# post pictures of your oldies? :)



## KawaiiCharlie (Nov 17, 2010)

heres Charlie the 20yr old tb i ride. i think he looks pretty good for his age 
post pictures of yours?


----------



## Regan7312 (Jul 5, 2010)

I will have to upload pictures of the girl I ride in my lessons, China. She is about 21 or 22..such a sweet horse and a awesome little jumper too. I am at work right now though. I love that our girl : )


----------



## faye (Oct 13, 2010)

Stan at 20 years old



























Pride at 28 years old


----------



## CowgirlShay (Dec 1, 2009)

Whoa! Those horses are immortal!!! All of the older horses I know look hundreds of years older! They must be really well taken care of throughout their life


----------



## smrobs (Jul 30, 2008)

We virtually have a retirement village at our house LOL

In this picture, on the left is Flipper, a 20? year old TB, middle is Flash, a 27 year old QH, and right is the youngster Denny at 16.









Flash: 27









Flipper: 20?









Neither of them have any muscle mass at all because they have both been retired for years.

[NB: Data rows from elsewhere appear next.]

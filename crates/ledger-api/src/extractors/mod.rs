//! Request extractors

mod validated;

pub use validated::ValidatedJson;
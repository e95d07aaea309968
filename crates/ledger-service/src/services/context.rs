//! Shared service context
//!
//! Holds the repository ports plus the runtime policy the services need:
//! the master key, the identifier lookup precedence, and the session TTL.

use std::sync::Arc;

use chrono::Duration;

use ledger_common::auth::verify_master_key;
use ledger_core::traits::{
    AccountRepository, LedgerRepository, MessageRepository, SessionRepository, UserRepository,
};
use ledger_core::LookupPrecedence;

use super::error::{ServiceError, ServiceResult};

/// Default session lifetime: two days
pub const DEFAULT_SESSION_TTL_SECS: i64 = 172_800;

/// Shared dependencies and policy for all services
#[derive(Clone)]
pub struct ServiceContext {
    pub users: Arc<dyn UserRepository>,
    pub accounts: Arc<dyn AccountRepository>,
    pub ledger: Arc<dyn LedgerRepository>,
    pub sessions: Arc<dyn SessionRepository>,
    pub messages: Arc<dyn MessageRepository>,
    master_key: String,
    lookup_precedence: LookupPrecedence,
    session_ttl_secs: i64,
}

impl ServiceContext {
    /// Start building a context
    pub fn builder() -> ServiceContextBuilder {
        ServiceContextBuilder::default()
    }

    /// Identifier precedence used when both username and phone number match
    /// different records
    pub fn lookup_precedence(&self) -> LookupPrecedence {
        self.lookup_precedence
    }

    /// How long a freshly minted session lives
    pub fn session_ttl(&self) -> Duration {
        Duration::seconds(self.session_ttl_secs)
    }

    /// Gate an administrative operation on the master key. The comparison is
    /// constant-time so response latency does not leak how much of a guess
    /// matched.
    pub fn require_master_key(&self, presented: &str) -> ServiceResult<()> {
        if verify_master_key(presented, &self.master_key) {
            Ok(())
        } else {
            Err(ServiceError::unauthorized("Invalid master key"))
        }
    }
}

impl std::fmt::Debug for ServiceContext {
    fn fmt(&self, f: &mut std::fmt::Formatter<'_>) -> std::fmt::Result {
        f.debug_struct("ServiceContext")
            .field("lookup_precedence", &self.lookup_precedence)
            .field("session_ttl_secs", &self.session_ttl_secs)
            .finish_non_exhaustive()
    }
}

/// Builder for [`ServiceContext`]
#[derive(Default)]
pub struct ServiceContextBuilder {
    users: Option<Arc<dyn UserRepository>>,
    accounts: Option<Arc<dyn AccountRepository>>,
    ledger: Option<Arc<dyn LedgerRepository>>,
    sessions: Option<Arc<dyn SessionRepository>>,
    messages: Option<Arc<dyn MessageRepository>>,
    master_key: Option<String>,
    lookup_precedence: LookupPrecedence,
    session_ttl_secs: i64,
}

impl ServiceContextBuilder {
    #[must_use]
    pub fn users(mut self, repo: Arc<dyn UserRepository>) -> Self {
        self.users = Some(repo);
        self
    }

    #[must_use]
    pub fn accounts(mut self, repo: Arc<dyn AccountRepository>) -> Self {
        self.accounts = Some(repo);
        self
    }

    #[must_use]
    pub fn ledger(mut self, repo: Arc<dyn LedgerRepository>) -> Self {
        self.ledger = Some(repo);
        self
    }

    #[must_use]
    pub fn sessions(mut self, repo: Arc<dyn SessionRepository>) -> Self {
        self.sessions = Some(repo);
        self
    }

    #[must_use]
    pub fn messages(mut self, repo: Arc<dyn MessageRepository>) -> Self {
        self.messages = Some(repo);
        self
    }

    #[must_use]
    pub fn master_key(mut self, key: impl Into<String>) -> Self {
        self.master_key = Some(key.into());
        self
    }

    #[must_use]
    pub fn lookup_precedence(mut self, precedence: LookupPrecedence) -> Self {
        self.lookup_precedence = precedence;
        self
    }

    #[must_use]
    pub fn session_ttl_secs(mut self, secs: i64) -> Self {
        self.session_ttl_secs = secs;
        self
    }

    /// Finish the build; fails if a repository or the master key is missing.
    pub fn build(self) -> anyhow::Result<ServiceContext> {
        let session_ttl_secs = if self.session_ttl_secs > 0 {
            self.session_ttl_secs
        } else {
            DEFAULT_SESSION_TTL_SECS
        };

        Ok(ServiceContext {
            users: self
                .users
                .ok_or_else(|| anyhow::anyhow!("user repository is required"))?,
            accounts: self
                .accounts
                .ok_or_else(|| anyhow::anyhow!("account repository is required"))?,
            ledger: self
                .ledger
                .ok_or_else(|| anyhow::anyhow!("ledger repository is required"))?,
            sessions: self
                .sessions
                .ok_or_else(|| anyhow::anyhow!("session repository is required"))?,
            messages: self
                .messages
                .ok_or_else(|| anyhow::anyhow!("message repository is required"))?,
            master_key: self
                .master_key
                .ok_or_else(|| anyhow::anyhow!("master key is required"))?,
            lookup_precedence: self.lookup_precedence,
            session_ttl_secs,
        })
    }
}
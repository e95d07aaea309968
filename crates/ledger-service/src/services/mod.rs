//! Application services
//!
//! Each service borrows a shared [`ServiceContext`] holding the repository
//! ports and runtime policy (master key, identifier precedence, session TTL).

pub mod auth;
pub mod context;
pub mod error;
pub mod ledger;
pub mod message;
pub mod resolver;
pub mod session;
pub mod user;

pub use auth::AuthService;
pub use context::{ServiceContext, ServiceContextBuilder};
pub use error::{ServiceError, ServiceResult};
pub use ledger::LedgerService;
pub use message::MessageService;
pub use session::SessionService;
pub use user::UserService;
//! Account database model

use chrono::{DateTime, Utc};
use ledger_core::Account;
use sqlx::FromRow;

/// Database model for the accounts table
#[derive(Debug, Clone, FromRow)]
pub struct AccountModel {
    pub id: i64,
    pub username: String,
    pub phone_number: String,
    pub balance: i64,
    pub grade: Option<String>,
    pub created_at: DateTime<Utc>,
    pub updated_at: DateTime<Utc>,
}

impl From<AccountModel> for Account {
    fn from(model: AccountModel) -> Self {
        Self {
            id: model.id,
            username: model.username,
            phone_number: model.phone_number,
            balance: model.balance,
            grade: model.grade,
            created_at: model.created_at,
            updated_at: model.updated_at,
        }
    }
}
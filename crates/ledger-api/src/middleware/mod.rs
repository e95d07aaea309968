//! Middleware stack for the API server
//!
//! Provides logging, request ID generation, CORS, and request timeouts.

use axum::{
    body::Body,
    http::{header, HeaderValue, Method, Request, StatusCode},
    Router,
};
use std::time::Duration;
use tower_http::{
    cors::{AllowOrigin, Any, CorsLayer},
    request_id::{MakeRequestUuid, PropagateRequestIdLayer, SetRequestIdLayer},
    timeout::TimeoutLayer,
    trace::{DefaultOnRequest, DefaultOnResponse, TraceLayer},
};
use tracing::Level;

use ledger_common::CorsConfig;

use crate::state::AppState;

/// Header name for request ID
pub const REQUEST_ID_HEADER: &str = "x-request-id";

/// Request timeout before the server answers 503
const REQUEST_TIMEOUT: Duration = Duration::from_secs(30);

/// Apply the middleware stack with configured CORS.
///
/// Layers are applied in reverse order in tower, so the request path is:
/// RequestID -> Trace -> Timeout -> CORS -> Handler.
pub fn apply_middleware(
    router: Router<AppState>,
    cors_config: &CorsConfig,
    is_production: bool,
) -> Router<AppState> {
    router
        .layer(create_cors_layer(cors_config, is_production))
        .layer(TimeoutLayer::with_status_code(
            StatusCode::SERVICE_UNAVAILABLE,
            REQUEST_TIMEOUT,
        ))
        .layer(
            TraceLayer::new_for_http()
                .make_span_with(|request: &Request<Body>| {
                    let request_id = request
                        .headers()
                        .get(REQUEST_ID_HEADER)
                        .and_then(|v| v.to_str().ok())
                        .unwrap_or("unknown");

                    tracing::info_span!(
                        "http_request",
                        method = %request.method(),
                        uri = %request.uri(),
                        request_id = %request_id,
                    )
                })
                .on_request(DefaultOnRequest::new().level(Level::INFO))
                .on_response(DefaultOnResponse::new().level(Level::INFO)),
        )
        .layer(PropagateRequestIdLayer::new(header::HeaderName::from_static(
            REQUEST_ID_HEADER,
        )))
        .layer(SetRequestIdLayer::new(
            header::HeaderName::from_static(REQUEST_ID_HEADER),
            MakeRequestUuid,
        ))
}

/// Create CORS layer from configuration
fn create_cors_layer(config: &CorsConfig, is_production: bool) -> CorsLayer {
    let base_layer = CorsLayer::new()
        .allow_methods([Method::GET, Method::POST, Method::OPTIONS])
        .allow_headers([
            header::CONTENT_TYPE,
            header::ACCEPT,
            header::HeaderName::from_static(REQUEST_ID_HEADER),
        ])
        .expose_headers([header::HeaderName::from_static(REQUEST_ID_HEADER)]);

    // In production, only allow configured origins. In development, allow
    // any origin if no origins are configured.
    if is_production || !config.allowed_origins.is_empty() {
        if config.allowed_origins.is_empty() {
            tracing::warn!(
                "CORS: No allowed origins configured in production mode. \
                 Requests from browsers will be blocked."
            );
            base_layer.allow_origin(AllowOrigin::list(Vec::<HeaderValue>::new()))
        } else {
            let origins: Vec<HeaderValue> = config
                .allowed_origins
                .iter()
                .filter_map(|origin| {
                    origin.parse::<HeaderValue>().ok().or_else(|| {
                        tracing::warn!("Invalid CORS origin: {}", origin);
                        None
                    })
                })
                .collect();

            tracing::info!("CORS: Allowing {} configured origins", origins.len());
            base_layer.allow_origin(AllowOrigin::list(origins))
        }
    } else {
        tracing::warn!(
            "CORS: Allowing any origin (development mode). \
             Configure CORS_ALLOWED_ORIGINS for production."
        );
        base_layer.allow_origin(Any)
    }
}
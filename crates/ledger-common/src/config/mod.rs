//! Application configuration

mod app_config;

pub use app_config::{
    AppConfig, AppSettings, ConfigError, CorsConfig, DatabaseConfig, Environment, ServerConfig,
    SessionConfig,
};
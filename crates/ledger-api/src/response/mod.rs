//! Response types and error handling for API endpoints
//!
//! Provides unified error handling and JSON response formatting.

use axum::{
    http::StatusCode,
    response::{IntoResponse, Response},
    Json,
};
use serde::Serialize;
use thiserror::Error;
use tracing::error;
use validator::ValidationErrors;

use ledger_common::AppError;
use ledger_core::DomainError;
use ledger_service::ServiceError;

/// API error type for consistent error responses
#[derive(Debug, Error)]
pub enum ApiError {
    #[error("{0}")]
    App(#[from] AppError),

    #[error("{0}")]
    Service(#[from] ServiceError),

    #[error("{0}")]
    Domain(#[from] DomainError),

    #[error("Validation error: {0}")]
    Validation(#[from] ValidationErrors),

    #[error("Invalid request body: {0}")]
    InvalidBody(String),

    #[error("Internal server error")]
    Internal(#[source] anyhow::Error),
}

impl ApiError {
    /// Get HTTP status code for this error
    #[must_use]
    pub fn status_code(&self) -> StatusCode {
        match self {
            Self::App(e) => {
                StatusCode::from_u16(e.status_code()).unwrap_or(StatusCode::INTERNAL_SERVER_ERROR)
            }
            Self::Service(e) => {
                StatusCode::from_u16(e.status_code()).unwrap_or(StatusCode::INTERNAL_SERVER_ERROR)
            }
            Self::Domain(e) => {
                if e.is_not_found() {
                    StatusCode::NOT_FOUND
                } else if e.is_unauthorized() {
                    StatusCode::UNAUTHORIZED
                } else if e.is_validation() || e.is_conflict() {
                    StatusCode::BAD_REQUEST
                } else {
                    StatusCode::INTERNAL_SERVER_ERROR
                }
            }
            Self::Validation(_) | Self::InvalidBody(_) => StatusCode::BAD_REQUEST,
            Self::Internal(_) => StatusCode::INTERNAL_SERVER_ERROR,
        }
    }

    /// Get error code for API responses
    #[must_use]
    pub fn error_code(&self) -> &str {
        match self {
            Self::App(e) => e.error_code(),
            Self::Service(e) => e.error_code(),
            Self::Domain(e) => e.code(),
            Self::Validation(_) => "VALIDATION_ERROR",
            Self::InvalidBody(_) => "INVALID_BODY",
            Self::Internal(_) => "INTERNAL_ERROR",
        }
    }

    /// Create an invalid-body error
    pub fn invalid_body(msg: impl Into<String>) -> Self {
        Self::InvalidBody(msg.into())
    }

    /// Create an internal error from any error
    pub fn internal(err: impl Into<anyhow::Error>) -> Self {
        Self::Internal(err.into())
    }
}

/// Error response body
#[derive(Debug, Serialize)]
pub struct ErrorBody {
    pub error: ErrorDetail,
}

/// Error detail for API responses
#[derive(Debug, Serialize)]
pub struct ErrorDetail {
    pub code: String,
    pub message: String,
}

impl IntoResponse for ApiError {
    fn into_response(self) -> Response {
        let status = self.status_code();
        let code = self.error_code().to_string();
        let message = self.to_string();

        if status.is_server_error() {
            error!(error = ?self, "Server error occurred");
        }

        let body = ErrorBody {
            error: ErrorDetail { code, message },
        };

        (status, Json(body)).into_response()
    }
}

/// Type alias for API results
pub type ApiResult<T> = Result<T, ApiError>;

/// Created response (201) with JSON body
pub struct Created<T>(pub T);

impl<T: IntoResponse> IntoResponse for Created<T> {
    fn into_response(self) -> Response {
        let mut response = self.0.into_response();
        *response.status_mut() = StatusCode::CREATED;
        response
    }
}
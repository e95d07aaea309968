//! Request DTOs

use serde::Deserialize;
use validator::{Validate, ValidationError};

use ledger_core::AdjustDirection;

/// Phone numbers are stored as bare digit strings; anything else would break
/// identifier lookups that compare them verbatim.
fn digits_only(value: &str) -> Result<(), ValidationError> {
    if !value.is_empty() && value.bytes().all(|b| b.is_ascii_digit()) {
        Ok(())
    } else {
        Err(ValidationError::new("digits_only")
            .with_message("Phone number must contain digits only".into()))
    }
}

/// New user registration
#[derive(Debug, Clone, Deserialize, Validate)]
#[serde(rename_all = "camelCase")]
pub struct RegisterRequest {
    #[validate(length(min = 3, message = "Display name must be at least 3 characters"))]
    pub display_name: String,

    #[validate(length(min = 4, message = "Username must be at least 4 characters"))]
    pub username: String,

    #[validate(length(min = 5, message = "Password must be at least 5 characters"))]
    pub password: String,

    #[validate(custom(function = digits_only))]
    pub phone_number: String,
}

/// Login by username or phone number plus password. At least one identifier
/// must be present; the service enforces that so the error message can name
/// both fields.
#[derive(Debug, Clone, Deserialize, Validate)]
#[serde(rename_all = "camelCase")]
pub struct LoginRequest {
    pub username: Option<String>,
    pub phone_number: Option<String>,
    pub password: String,
}

/// Any operation authenticated by a session key alone
#[derive(Debug, Clone, Deserialize, Validate)]
#[serde(rename_all = "camelCase")]
pub struct SessionRequest {
    #[validate(length(min = 1, message = "Session key is required"))]
    pub key: String,
}

/// Administrative balance credit or debit
#[derive(Debug, Clone, Deserialize, Validate)]
#[serde(rename_all = "camelCase")]
pub struct AdjustBalanceRequest {
    pub master_key: String,
    pub username: Option<String>,
    pub phone_number: Option<String>,
    pub amount: i64,
    pub action: AdjustDirection,
}

/// Administrative balance inspection
#[derive(Debug, Clone, Deserialize, Validate)]
#[serde(rename_all = "camelCase")]
pub struct ViewBalanceRequest {
    pub master_key: String,
    pub username: Option<String>,
    pub phone_number: Option<String>,
}

/// Peer-to-peer transfer, authenticated by the sender's session key
#[derive(Debug, Clone, Deserialize, Validate)]
#[serde(rename_all = "camelCase")]
pub struct TransferRequest {
    #[validate(length(min = 1, message = "Session key is required"))]
    pub sender_key: String,

    #[validate(length(min = 1, message = "Recipient is required"))]
    pub recipient_username: String,

    pub amount: i64,
}

/// Administrative grade assignment
#[derive(Debug, Clone, Deserialize, Validate)]
#[serde(rename_all = "camelCase")]
pub struct SetGradeRequest {
    pub master_key: String,
    pub username: Option<String>,
    pub phone_number: Option<String>,

    #[validate(length(min = 1, message = "Grade is required"))]
    pub grade: String,
}

/// Self-service password change, authenticated by the current password
#[derive(Debug, Clone, Deserialize, Validate)]
#[serde(rename_all = "camelCase")]
pub struct UpdatePasswordRequest {
    #[validate(length(min = 4, message = "Username must be at least 4 characters"))]
    pub username: String,

    pub current_password: String,

    #[validate(length(min = 5, message = "Password must be at least 5 characters"))]
    pub new_password: String,
}

/// Administrative password reset
#[derive(Debug, Clone, Deserialize, Validate)]
#[serde(rename_all = "camelCase")]
pub struct AdminUpdatePasswordRequest {
    pub master_key: String,
    pub username: String,

    #[validate(length(min = 5, message = "Password must be at least 5 characters"))]
    pub new_password: String,
}

/// Administrative username change
#[derive(Debug, Clone, Deserialize, Validate)]
#[serde(rename_all = "camelCase")]
pub struct AdminUpdateUsernameRequest {
    pub master_key: String,
    pub username: String,

    #[validate(length(min = 4, message = "Username must be at least 4 characters"))]
    pub new_username: String,
}

/// Administrative display name change
#[derive(Debug, Clone, Deserialize, Validate)]
#[serde(rename_all = "camelCase")]
pub struct AdminUpdateDisplayNameRequest {
    pub master_key: String,
    pub username: String,

    #[validate(length(min = 3, message = "Display name must be at least 3 characters"))]
    pub new_display_name: String,
}

/// Administrative phone number change
#[derive(Debug, Clone, Deserialize, Validate)]
#[serde(rename_all = "camelCase")]
pub struct AdminUpdatePhoneRequest {
    pub master_key: String,
    pub username: String,

    #[validate(custom(function = digits_only))]
    pub new_phone_number: String,
}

Olen, left, 26. And Tiny, right, 24


----------



## BarrelracingArabian (Mar 31, 2010)

that donkey is morbidly obese but super cute hehe and the height difference is crazy


----------



## BrewCrew (May 12, 2010)

CowgirlShay said:


> Whoa! Those horses are immortal!!! All of the older horses I know look hundreds of years older!


No kidding!  Most people are shocked at our Old Man, Nadeyus. Here he is at 30, showing my kids the ropes. We will never meet his equal and he will be missed by so many when he passes...


----------



## aintnocitygirl (Mar 12, 2010)

This here is my sweet, old girl Angel! She turns 24 years old in January 2011.


----------



## paintluver (Apr 5, 2007)

We have a couple of oldies
Here is Cecil he is a 24 year old registered QH he used to race in the QH circuit, and he is a 2 time state champ barrel racer. (He is the grey) He isn't that skinny, the angle is just bad. That pony is his girlfriend Twister








This is our 30 year old Belgian mare, she was really badly abused before we got her, but we got her to late. RIP Minnie








Here is my sisters 21 year old POA gelding Kodee


----------



## MIEventer (Feb 15, 2009)

OMG! I WANTY, I WANTY!!!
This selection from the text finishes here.